Task prompt :: Beneath this instruction is a listing. Transcribe from it only the stretch from the line with "removed += before - bucket.len();" through the line with "batch stays unloaded.", both end lines included, exactly as written.

[Source records]

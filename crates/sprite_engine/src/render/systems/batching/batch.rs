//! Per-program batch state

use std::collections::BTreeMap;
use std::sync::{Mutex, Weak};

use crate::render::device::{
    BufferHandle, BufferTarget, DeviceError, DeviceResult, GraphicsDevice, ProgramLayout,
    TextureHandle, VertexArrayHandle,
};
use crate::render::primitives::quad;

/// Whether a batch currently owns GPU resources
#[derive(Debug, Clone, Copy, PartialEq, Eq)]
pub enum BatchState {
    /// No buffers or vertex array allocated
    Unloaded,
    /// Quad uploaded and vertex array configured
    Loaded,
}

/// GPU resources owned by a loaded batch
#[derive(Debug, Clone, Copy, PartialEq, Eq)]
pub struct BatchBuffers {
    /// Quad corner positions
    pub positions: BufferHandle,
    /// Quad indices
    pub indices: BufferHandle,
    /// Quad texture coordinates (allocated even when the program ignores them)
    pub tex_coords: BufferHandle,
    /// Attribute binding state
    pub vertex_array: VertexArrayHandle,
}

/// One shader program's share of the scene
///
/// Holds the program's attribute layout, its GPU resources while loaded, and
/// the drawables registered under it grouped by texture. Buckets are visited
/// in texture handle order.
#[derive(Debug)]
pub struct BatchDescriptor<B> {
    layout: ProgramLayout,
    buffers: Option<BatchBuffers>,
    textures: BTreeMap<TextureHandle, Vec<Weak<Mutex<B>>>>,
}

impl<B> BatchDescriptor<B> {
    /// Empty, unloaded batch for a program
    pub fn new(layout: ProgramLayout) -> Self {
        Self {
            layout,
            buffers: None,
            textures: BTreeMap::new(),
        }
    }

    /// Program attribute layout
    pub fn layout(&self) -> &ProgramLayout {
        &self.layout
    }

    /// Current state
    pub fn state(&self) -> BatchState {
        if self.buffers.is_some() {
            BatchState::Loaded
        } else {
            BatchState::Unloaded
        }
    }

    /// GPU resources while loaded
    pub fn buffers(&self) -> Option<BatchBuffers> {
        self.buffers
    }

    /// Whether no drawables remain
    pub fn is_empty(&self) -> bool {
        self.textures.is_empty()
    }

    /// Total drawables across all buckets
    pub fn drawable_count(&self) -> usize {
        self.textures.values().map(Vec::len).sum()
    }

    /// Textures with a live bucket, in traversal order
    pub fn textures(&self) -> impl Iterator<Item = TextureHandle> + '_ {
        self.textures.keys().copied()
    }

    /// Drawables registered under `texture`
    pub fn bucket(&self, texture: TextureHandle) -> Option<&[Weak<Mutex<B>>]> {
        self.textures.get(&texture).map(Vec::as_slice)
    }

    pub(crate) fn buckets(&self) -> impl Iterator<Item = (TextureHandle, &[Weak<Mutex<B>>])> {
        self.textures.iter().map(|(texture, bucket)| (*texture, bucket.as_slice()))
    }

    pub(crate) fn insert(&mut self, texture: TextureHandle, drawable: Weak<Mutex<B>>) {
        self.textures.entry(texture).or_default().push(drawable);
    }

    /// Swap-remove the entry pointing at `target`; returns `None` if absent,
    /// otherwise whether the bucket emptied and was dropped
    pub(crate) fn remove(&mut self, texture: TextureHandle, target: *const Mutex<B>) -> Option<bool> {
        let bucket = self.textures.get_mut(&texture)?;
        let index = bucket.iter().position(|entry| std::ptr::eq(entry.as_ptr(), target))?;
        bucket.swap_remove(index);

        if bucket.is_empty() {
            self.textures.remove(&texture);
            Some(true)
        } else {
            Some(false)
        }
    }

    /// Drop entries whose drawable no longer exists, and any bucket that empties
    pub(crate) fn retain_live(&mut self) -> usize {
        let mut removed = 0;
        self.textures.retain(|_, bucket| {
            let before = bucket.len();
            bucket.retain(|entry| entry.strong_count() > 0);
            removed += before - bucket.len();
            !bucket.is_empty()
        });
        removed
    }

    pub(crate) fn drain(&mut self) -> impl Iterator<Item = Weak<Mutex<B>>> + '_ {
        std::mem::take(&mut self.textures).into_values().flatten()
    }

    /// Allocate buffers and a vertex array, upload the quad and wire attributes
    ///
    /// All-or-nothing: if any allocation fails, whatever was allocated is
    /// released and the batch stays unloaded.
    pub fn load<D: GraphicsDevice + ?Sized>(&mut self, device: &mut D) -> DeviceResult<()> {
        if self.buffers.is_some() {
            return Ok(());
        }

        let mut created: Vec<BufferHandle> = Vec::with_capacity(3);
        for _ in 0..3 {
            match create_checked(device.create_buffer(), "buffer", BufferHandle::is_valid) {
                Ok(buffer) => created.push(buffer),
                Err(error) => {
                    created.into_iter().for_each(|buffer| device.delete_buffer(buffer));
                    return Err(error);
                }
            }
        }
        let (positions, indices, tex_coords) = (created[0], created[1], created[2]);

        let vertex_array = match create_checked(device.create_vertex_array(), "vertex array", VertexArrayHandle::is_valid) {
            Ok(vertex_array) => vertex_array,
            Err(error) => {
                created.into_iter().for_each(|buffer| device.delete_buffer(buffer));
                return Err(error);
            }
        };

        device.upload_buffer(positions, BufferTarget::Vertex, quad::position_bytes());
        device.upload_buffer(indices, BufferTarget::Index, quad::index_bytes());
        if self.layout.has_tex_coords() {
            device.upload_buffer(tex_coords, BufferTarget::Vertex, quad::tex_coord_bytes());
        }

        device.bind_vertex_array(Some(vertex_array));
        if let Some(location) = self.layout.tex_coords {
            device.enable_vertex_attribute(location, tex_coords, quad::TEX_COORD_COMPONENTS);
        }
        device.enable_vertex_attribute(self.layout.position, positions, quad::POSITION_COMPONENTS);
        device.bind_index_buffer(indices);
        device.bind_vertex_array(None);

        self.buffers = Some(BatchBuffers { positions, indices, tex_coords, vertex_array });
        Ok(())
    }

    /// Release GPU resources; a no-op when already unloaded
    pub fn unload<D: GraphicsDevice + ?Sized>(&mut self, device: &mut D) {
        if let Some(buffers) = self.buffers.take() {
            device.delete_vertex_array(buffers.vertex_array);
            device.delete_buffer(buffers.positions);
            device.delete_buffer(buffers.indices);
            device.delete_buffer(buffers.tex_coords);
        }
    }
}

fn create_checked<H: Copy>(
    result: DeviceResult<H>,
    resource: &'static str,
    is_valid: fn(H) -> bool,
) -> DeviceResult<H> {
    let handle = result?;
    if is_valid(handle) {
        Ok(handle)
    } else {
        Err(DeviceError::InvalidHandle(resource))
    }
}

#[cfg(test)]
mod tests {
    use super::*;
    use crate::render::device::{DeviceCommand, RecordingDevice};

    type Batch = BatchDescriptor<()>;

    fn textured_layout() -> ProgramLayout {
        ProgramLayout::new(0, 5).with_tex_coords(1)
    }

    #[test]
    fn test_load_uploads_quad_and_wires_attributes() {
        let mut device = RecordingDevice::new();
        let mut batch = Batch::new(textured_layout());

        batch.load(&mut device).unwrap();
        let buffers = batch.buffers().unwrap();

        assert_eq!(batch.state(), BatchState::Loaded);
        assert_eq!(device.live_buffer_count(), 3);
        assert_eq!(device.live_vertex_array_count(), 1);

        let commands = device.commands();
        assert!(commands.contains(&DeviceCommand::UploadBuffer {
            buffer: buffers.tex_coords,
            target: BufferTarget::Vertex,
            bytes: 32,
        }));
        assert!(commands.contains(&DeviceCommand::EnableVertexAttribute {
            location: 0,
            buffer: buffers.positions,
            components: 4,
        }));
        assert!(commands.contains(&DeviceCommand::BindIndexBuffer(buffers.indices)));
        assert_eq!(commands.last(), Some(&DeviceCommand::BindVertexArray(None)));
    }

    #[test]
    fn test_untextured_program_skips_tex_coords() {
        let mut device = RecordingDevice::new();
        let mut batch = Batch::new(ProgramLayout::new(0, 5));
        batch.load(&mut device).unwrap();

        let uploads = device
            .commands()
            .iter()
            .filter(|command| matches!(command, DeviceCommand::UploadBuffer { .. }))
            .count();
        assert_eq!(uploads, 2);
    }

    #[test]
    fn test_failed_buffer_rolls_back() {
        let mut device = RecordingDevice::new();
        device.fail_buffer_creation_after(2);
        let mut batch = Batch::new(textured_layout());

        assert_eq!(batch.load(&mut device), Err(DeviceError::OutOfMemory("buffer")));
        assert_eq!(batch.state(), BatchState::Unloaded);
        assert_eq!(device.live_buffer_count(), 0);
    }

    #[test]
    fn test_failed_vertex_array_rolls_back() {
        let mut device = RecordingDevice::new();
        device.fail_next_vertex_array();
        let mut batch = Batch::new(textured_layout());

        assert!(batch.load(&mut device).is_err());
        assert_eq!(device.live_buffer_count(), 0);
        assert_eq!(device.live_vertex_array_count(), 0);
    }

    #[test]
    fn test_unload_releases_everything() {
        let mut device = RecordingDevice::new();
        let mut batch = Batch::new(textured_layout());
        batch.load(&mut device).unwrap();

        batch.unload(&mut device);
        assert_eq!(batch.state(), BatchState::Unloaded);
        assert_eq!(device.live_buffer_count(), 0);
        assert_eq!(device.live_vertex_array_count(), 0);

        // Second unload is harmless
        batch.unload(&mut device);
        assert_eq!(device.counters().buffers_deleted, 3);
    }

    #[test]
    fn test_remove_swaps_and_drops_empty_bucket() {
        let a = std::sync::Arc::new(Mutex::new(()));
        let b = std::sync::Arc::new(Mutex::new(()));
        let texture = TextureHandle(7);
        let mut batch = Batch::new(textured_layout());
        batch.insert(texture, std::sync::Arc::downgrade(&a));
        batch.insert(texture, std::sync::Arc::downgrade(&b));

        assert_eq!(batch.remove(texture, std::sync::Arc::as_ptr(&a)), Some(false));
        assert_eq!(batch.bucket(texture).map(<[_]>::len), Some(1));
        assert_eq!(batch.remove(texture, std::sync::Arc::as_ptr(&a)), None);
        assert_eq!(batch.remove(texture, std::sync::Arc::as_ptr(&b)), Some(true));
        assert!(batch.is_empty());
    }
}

[/Source records]

Solution for this problem ::
            removed += before - bucket.len();
            !bucket.is_empty()
        });
        removed
    }

    pub(crate) fn drain(&mut self) -> impl Iterator<Item = Weak<Mutex<B>>> + '_ {
        std::mem::take(&mut self.textures).into_values().flatten()
    }

    /// Allocate buffers and a vertex array, upload the quad and wire attributes
    ///
    /// All-or-nothing: if any allocation fails, whatever was allocated is
    /// released and the batch stays unloaded.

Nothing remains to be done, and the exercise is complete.